→ YOUR TASK
The answer must be every line of the data that holds the word "false".

::: SOURCE MATERIAL :::

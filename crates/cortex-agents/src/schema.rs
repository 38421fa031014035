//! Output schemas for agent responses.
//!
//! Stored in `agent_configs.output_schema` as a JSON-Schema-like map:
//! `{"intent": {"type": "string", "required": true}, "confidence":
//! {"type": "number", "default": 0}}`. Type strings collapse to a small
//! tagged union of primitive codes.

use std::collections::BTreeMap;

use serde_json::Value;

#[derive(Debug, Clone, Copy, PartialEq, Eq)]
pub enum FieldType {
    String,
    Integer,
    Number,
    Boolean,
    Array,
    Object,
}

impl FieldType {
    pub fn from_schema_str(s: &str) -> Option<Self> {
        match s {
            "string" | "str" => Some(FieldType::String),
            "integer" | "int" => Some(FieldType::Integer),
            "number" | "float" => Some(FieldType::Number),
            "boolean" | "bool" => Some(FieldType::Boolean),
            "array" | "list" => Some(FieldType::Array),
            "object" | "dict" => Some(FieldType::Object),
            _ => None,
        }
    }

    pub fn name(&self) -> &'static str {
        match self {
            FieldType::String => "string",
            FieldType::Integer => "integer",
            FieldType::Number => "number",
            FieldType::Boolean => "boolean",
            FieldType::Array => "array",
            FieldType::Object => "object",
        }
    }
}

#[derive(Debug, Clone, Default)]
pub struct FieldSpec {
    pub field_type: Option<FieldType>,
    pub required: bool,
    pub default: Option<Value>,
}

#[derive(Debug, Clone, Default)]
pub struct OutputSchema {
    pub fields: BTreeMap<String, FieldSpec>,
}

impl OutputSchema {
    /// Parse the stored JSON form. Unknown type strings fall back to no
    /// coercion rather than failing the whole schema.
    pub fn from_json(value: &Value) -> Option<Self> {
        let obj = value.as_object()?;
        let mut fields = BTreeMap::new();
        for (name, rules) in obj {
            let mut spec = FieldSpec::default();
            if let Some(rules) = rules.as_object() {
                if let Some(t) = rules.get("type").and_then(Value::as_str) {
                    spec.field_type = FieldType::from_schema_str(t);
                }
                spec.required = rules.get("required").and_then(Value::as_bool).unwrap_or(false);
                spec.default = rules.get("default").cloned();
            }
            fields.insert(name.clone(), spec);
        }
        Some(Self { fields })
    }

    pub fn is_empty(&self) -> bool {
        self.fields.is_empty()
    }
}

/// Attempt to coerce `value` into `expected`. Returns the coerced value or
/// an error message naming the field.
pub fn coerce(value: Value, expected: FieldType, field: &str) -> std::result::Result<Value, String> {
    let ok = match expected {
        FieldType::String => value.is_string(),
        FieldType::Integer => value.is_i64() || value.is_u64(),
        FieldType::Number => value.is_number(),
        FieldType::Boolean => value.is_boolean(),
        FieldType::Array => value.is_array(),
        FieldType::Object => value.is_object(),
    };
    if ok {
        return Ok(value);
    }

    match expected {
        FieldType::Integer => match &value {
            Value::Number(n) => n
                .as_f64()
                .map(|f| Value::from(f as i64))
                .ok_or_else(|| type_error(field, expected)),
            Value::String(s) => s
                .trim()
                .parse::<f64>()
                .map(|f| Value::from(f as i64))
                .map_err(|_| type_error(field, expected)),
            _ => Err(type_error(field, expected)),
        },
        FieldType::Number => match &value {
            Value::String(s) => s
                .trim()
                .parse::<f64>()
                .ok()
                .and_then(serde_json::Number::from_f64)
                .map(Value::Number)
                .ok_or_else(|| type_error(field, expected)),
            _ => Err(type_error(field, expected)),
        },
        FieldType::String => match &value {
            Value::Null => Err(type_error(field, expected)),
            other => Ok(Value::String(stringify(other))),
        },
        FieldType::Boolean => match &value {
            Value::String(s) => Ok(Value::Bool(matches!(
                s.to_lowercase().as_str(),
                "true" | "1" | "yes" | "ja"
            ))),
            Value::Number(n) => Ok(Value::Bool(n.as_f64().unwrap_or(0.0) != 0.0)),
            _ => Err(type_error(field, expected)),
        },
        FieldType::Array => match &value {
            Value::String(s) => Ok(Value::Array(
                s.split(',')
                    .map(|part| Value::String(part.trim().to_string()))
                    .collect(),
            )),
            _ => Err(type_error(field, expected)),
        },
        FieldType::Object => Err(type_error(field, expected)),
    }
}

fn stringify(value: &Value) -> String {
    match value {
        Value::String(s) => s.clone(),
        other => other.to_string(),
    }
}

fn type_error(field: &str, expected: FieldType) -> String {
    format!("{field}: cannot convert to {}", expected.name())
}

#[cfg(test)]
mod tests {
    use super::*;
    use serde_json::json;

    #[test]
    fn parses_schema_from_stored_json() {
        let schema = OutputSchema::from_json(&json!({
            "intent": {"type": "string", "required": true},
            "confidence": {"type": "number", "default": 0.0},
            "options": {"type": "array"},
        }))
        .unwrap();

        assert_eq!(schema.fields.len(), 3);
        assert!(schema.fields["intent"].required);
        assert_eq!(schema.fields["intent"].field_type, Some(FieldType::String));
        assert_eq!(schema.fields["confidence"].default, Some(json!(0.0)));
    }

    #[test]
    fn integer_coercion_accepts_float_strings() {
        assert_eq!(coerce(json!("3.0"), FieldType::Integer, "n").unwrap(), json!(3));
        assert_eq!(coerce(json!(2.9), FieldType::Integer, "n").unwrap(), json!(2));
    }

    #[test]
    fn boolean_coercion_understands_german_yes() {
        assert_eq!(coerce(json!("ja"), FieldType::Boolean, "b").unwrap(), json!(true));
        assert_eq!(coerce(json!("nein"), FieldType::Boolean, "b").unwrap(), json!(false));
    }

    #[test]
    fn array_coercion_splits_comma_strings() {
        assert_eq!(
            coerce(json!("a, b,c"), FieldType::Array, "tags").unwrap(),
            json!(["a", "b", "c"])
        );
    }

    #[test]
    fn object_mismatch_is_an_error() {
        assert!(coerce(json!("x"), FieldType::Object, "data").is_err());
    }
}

:::
::: SOURCE MATERIAL :::

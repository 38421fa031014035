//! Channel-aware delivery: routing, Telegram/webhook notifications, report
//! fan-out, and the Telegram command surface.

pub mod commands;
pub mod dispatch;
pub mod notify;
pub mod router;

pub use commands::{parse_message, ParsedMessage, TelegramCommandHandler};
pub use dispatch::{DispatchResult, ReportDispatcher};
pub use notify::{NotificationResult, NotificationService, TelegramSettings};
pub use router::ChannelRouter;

:::

→ WRITTEN RESPONSE
                spec.required = rules.get("required").and_then(Value::as_bool).unwrap_or(false);
        assert_eq!(coerce(json!("nein"), FieldType::Boolean, "b").unwrap(), json!(false));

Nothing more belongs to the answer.